Der Wahlkampf in den USA ist diesmal anders. Während noch 2016 Hillary Clinton versuchte, bei jeder Gelegenheit ihre Politik zu erläutern und nach jedem Mikrofon griff, dass man ihr vorhielt, wird der aktuelle Kandidat der Demokraten, Joe Biden, im Hintergrund gehalten. Er zeigt sich kaum, redet kaum, tritt wenig in Erscheinung.
Diesmal scheint also die Strategie der Demokraten einzig darauf hinauszulaufen, Donald Trump zu verteufeln und die öffentliche Stimmung gegen ihn aufzuhetzen.
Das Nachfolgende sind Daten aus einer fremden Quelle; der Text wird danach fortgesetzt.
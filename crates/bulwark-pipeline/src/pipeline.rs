//! Built pipelines and multi-pipeline dispatch.
//!
//! A [`SecurityPipeline`] is immutable once built and can be shared across
//! tasks. Each request runs the stages in order through a [`Chain`]; a
//! stage either proceeds or writes the response and stops.

use bulwark_core::{BulwarkResult, Chain, LiveRequest, RequestParts, Response, Stage, Terminal};
use bulwark_matcher::RequestMatcher;
use std::fmt;
use std::sync::Arc;
use tracing::Instrument;

/// An ordered, immutable sequence of stages guarding a set of requests.
#[derive(Clone)]
pub struct SecurityPipeline {
    matcher: Arc<dyn RequestMatcher>,
    stages: Vec<Arc<dyn Stage>>,
}

impl SecurityPipeline {
    /// Creates a pipeline from stages that are already ordered.
    #[must_use]
    pub fn new(matcher: Arc<dyn RequestMatcher>, stages: Vec<Arc<dyn Stage>>) -> Self {
        Self { matcher, stages }
    }

    /// Returns true if this pipeline handles `request`.
    #[must_use]
    pub fn matches(&self, request: &dyn RequestParts) -> bool {
        self.matcher.matches(request)
    }

    /// Returns the matcher selecting requests for this pipeline.
    #[must_use]
    pub fn request_matcher(&self) -> &Arc<dyn RequestMatcher> {
        &self.matcher
    }

    /// Returns the stages in execution order.
    #[must_use]
    pub fn stages(&self) -> &[Arc<dyn Stage>] {
        &self.stages
    }

    /// Returns the names of all stages in execution order.
    #[must_use]
    pub fn stage_names(&self) -> Vec<&'static str> {
        self.stages.iter().map(|stage| stage.name()).collect()
    }

    /// Returns the number of stages.
    #[must_use]
    pub fn stage_count(&self) -> usize {
        self.stages.len()
    }

    /// Runs `request` through every stage, then `terminal`.
    ///
    /// Stops early when a stage does not proceed. Stage errors propagate
    /// unchanged.
    pub async fn process(
        &self,
        request: &mut LiveRequest,
        response: &mut Response,
        terminal: &Terminal,
    ) -> BulwarkResult<()> {
        let span = tracing::debug_span!(
            "security_pipeline",
            http.method = %request.method(),
            http.path = %request.request_uri(),
            stages = self.stages.len(),
        );
        Chain::new(&self.stages, terminal)
            .do_next(request, response)
            .instrument(span)
            .await
    }
}

impl fmt::Debug for SecurityPipeline {
    fn fmt(&self, f: &mut fmt::Formatter<'_>) -> fmt::Result {
        f.debug_struct("SecurityPipeline")
            .field("matcher", &self.matcher)
            .field("stages", &self.stage_names())
            .finish()
    }
}

/// Dispatches each request to the first pipeline that matches it.
///
/// Requests that no pipeline matches go straight to the terminal.
#[derive(Debug, Clone, Default)]
pub struct PipelineProxy {
    pipelines: Vec<SecurityPipeline>,
}

impl PipelineProxy {
    /// Creates a proxy over `pipelines`, tried in order.
    #[must_use]
    pub fn new(pipelines: Vec<SecurityPipeline>) -> Self {
        Self { pipelines }
    }

    /// Appends a pipeline, tried after the existing ones.
    pub fn push(&mut self, pipeline: SecurityPipeline) {
        self.pipelines.push(pipeline);
    }

    /// Returns the pipelines in dispatch order.
    #[must_use]
    pub fn pipelines(&self) -> &[SecurityPipeline] {
        &self.pipelines
    }

    /// Returns the pipeline that would handle `request`.
    #[must_use]
    pub fn pipeline_for(&self, request: &dyn RequestParts) -> Option<&SecurityPipeline> {
        self.pipelines.iter().find(|pipeline| pipeline.matches(request))
    }

    /// Runs `request` through the first matching pipeline.
    pub async fn process(
        &self,
        request: &mut LiveRequest,
        response: &mut Response,
        terminal: &Terminal,
    ) -> BulwarkResult<()> {
        match self.pipeline_for(&*request) {
            Some(pipeline) => pipeline.process(request, response, terminal).await,
            None => {
                tracing::debug!(http.path = %request.request_uri(), "no security pipeline matched");
                terminal(request, response)
            }
        }
    }
}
Auch die Mainstream-Medien sind viel mehr damit beschäftigt, Panik und Hetze gegen Trump zu verbreiten, als dass sie versuchen, Joe Biden anzupreisen. Das geben sie sogar offen zu. So schrieb Thomas L. Friedman in der »New York Times«, dass man Joe Biden nicht mit Donald Trump debattieren lassen sollte. John Lockhardt sagte auf »CNN« direkt an Biden gerichtet: Was immer er mache, er solle nicht Trump offen debattieren.
Der scharfzüngige TV-Kommentator Tucker Carlson von »FOX News« nimmt diese Heuchelei der Demokraten und US-Mainstream-Medien aufs Korn. Er spricht von Joe Biden scherzhaft als »großen Unsichtbaren«, der eine »Keller-Kampangen« führe.